Saved entries:

══════

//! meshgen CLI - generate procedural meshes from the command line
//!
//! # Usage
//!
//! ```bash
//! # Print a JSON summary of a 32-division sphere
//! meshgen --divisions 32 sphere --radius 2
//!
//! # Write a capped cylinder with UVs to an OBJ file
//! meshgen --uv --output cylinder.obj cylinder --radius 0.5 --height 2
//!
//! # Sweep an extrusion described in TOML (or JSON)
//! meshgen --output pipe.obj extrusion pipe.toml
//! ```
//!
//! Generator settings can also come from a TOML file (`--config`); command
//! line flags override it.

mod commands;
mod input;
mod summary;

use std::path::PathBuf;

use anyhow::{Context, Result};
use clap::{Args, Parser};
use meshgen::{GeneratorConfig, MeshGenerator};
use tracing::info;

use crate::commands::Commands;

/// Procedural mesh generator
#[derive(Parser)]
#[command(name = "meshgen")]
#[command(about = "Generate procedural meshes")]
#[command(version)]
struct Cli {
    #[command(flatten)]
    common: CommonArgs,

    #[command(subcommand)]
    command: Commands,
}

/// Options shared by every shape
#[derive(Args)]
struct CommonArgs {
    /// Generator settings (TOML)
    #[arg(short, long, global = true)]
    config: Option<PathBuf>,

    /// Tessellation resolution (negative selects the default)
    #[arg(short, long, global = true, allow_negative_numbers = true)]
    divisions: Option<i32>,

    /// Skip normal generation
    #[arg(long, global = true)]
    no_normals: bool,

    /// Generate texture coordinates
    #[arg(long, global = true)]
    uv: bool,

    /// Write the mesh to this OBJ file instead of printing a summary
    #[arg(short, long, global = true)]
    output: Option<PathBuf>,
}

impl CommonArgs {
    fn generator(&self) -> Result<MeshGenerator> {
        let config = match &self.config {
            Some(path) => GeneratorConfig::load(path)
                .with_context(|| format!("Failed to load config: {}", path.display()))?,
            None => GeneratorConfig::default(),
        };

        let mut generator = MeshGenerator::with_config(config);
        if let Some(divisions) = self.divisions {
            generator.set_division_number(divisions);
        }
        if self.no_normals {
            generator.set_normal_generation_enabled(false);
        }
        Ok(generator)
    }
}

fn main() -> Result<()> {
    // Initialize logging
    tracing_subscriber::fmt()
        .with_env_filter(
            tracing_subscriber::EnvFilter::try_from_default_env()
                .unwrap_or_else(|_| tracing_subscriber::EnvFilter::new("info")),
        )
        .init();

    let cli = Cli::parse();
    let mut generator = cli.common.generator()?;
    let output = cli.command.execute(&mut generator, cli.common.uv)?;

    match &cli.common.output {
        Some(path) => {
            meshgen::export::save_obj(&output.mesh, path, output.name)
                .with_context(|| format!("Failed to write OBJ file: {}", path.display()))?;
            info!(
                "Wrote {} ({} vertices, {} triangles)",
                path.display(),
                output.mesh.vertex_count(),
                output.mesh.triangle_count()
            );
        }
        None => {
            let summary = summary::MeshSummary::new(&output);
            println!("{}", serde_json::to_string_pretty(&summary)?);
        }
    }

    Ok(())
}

══════

* [To do]:
Using the records above, find and show each line with the string "format".

* [Solved exercise]:
                .with_context(|| format!("Failed to load config: {}", path.display()))?,
                .with_context(|| format!("Failed to write OBJ file: {}", path.display()))?;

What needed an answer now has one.